Ask HN: Manufacturing small electronic devices? - epicviking

The hacker community has been a great help getting me from components to prototype, but I haven't really found much about the mass production process. Has anyone gotten a small electronic device mass produced?  Is there anything I should be aware of?  Who should I talk to?  Is it going to be as expensive and difficult as I think it is going to be?  Are there any books or blogs on the subject I should check out?
======
curt
My specialty is creating consumer electronics and web/mobile applications that
seamlessly integrate. Have quite a lot of experience with this. Check out my
blog, it's in my profile, wrote a popular article here on HN (it's also on my
blog) on how to and the tools to use when designing, prototyping, and
manufacturing consumer electronics. If you have further questions feel free to
email me, done it enough I can usually figure out what you'll need to do
pretty fast.

------
Rantenki
Depends on your margins. Companies like Enigma (used them, happy, not
affiliated in any way) can do turnkey manufacturing and take away the supply
chain/procurement headaches.
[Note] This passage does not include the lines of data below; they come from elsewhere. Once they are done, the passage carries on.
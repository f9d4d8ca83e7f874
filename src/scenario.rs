use crate::error::{Result, ScenarioEngineError};
use crate::schema::{ProjectionItem, SimulationScenario};
use crate::utils::{diff_percent, growth_rate, profit_margin};
use crate::valuation::YearMetrics;
use serde::{Deserialize, Serialize};

/// Headline figures of one scenario year.
#[derive(Debug, Clone, Copy, Default, PartialEq, Serialize, Deserialize)]
#[serde(rename_all = "camelCase")]
pub struct ScenarioSummary {
    pub total_base_revenue: f64,
    pub total_projected_revenue: f64,
    pub total_base_expenses: f64,
    pub total_projected_expenses: f64,
    pub total_investments: f64,
    pub base_net_profit: f64,
    pub projected_net_profit: f64,
    /// Projected profit margin, percent.
    pub profit_margin: f64,
    /// Revenue growth base -> projected, percent.
    pub revenue_growth: f64,
    /// Expense growth base -> projected, percent.
    pub expense_growth: f64,
    /// Change in net profit, percent of the base profit's magnitude.
    pub profit_diff: f64,
}

impl ScenarioSummary {
    pub fn from_scenario(scenario: &SimulationScenario) -> Self {
        let total_base_revenue = scenario.total_base_revenue();
        let total_projected_revenue = scenario.total_projected_revenue();
        let total_base_expenses = scenario.total_base_expenses();
        let total_projected_expenses = scenario.total_projected_expenses();

        let base_net_profit = total_base_revenue - total_base_expenses;
        let projected_net_profit = total_projected_revenue - total_projected_expenses;

        Self {
            total_base_revenue,
            total_projected_revenue,
            total_base_expenses,
            total_projected_expenses,
            total_investments: scenario.total_investments(),
            base_net_profit,
            projected_net_profit,
            profit_margin: profit_margin(total_projected_revenue, projected_net_profit),
            revenue_growth: growth_rate(total_base_revenue, total_projected_revenue) * 100.0,
            expense_growth: growth_rate(total_base_expenses, total_projected_expenses) * 100.0,
            profit_diff: diff_percent(base_net_profit, projected_net_profit),
        }
    }

    /// Amounts expressed in another currency at `exchange_rate` units per scenario unit.
    /// Percentages are unchanged.
    pub fn converted(&self, exchange_rate: f64) -> Self {
        Self {
            total_base_revenue: self.total_base_revenue * exchange_rate,
            total_projected_revenue: self.total_projected_revenue * exchange_rate,
            total_base_expenses: self.total_base_expenses * exchange_rate,
            total_projected_expenses: self.total_projected_expenses * exchange_rate,
            total_investments: self.total_investments * exchange_rate,
            base_net_profit: self.base_net_profit * exchange_rate,
            projected_net_profit: self.projected_net_profit * exchange_rate,
            ..*self
        }
    }
}

/// The scenario's target year as valuation input.
pub fn year_metrics(scenario: &SimulationScenario) -> YearMetrics {
    YearMetrics {
        year: scenario.target_year,
        revenue: scenario.total_projected_revenue(),
        expenses: scenario.total_projected_expenses(),
    }
}

/// Checks that every stored quarterly breakdown sums to its annual amount.
pub fn verify_quarterly_splits(scenario: &SimulationScenario, tolerance: f64) -> Result<()> {
    for item in scenario.revenues.iter().chain(scenario.expenses.iter()) {
        verify_item(item, tolerance)?;
    }
    Ok(())
}

fn verify_item(item: &ProjectionItem, tolerance: f64) -> Result<()> {
    let checks = [
        (item.base_quarterly, item.base_amount),
        (item.projected_quarterly, item.projected_amount),
    ];
    for (quarters, annual) in checks {
        if let Some(quarters) = quarters {
            let quarterly_total = quarters.total();
            if (quarterly_total - annual).abs() > tolerance {
                return Err(ScenarioEngineError::QuarterlySplitMismatch {
                    category: item.category.clone(),
                    quarterly_total,
                    annual,
                });
            }
        }
    }
    Ok(())
}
OTOH, if you can handle procurement and
manufacturing internally, or co-ordinate multiple vendors and do final
assembly in house, you can save cash (if everything goes perfectly).

Enigma: <http://www.enigmacorp.com/> was good to me, YMMV.

I have tried to go the in-house route as well, and got KILLED on procurement.
Without existing relationships, I had multi-month leadtimes on a lot of parts.
Again, YMMV.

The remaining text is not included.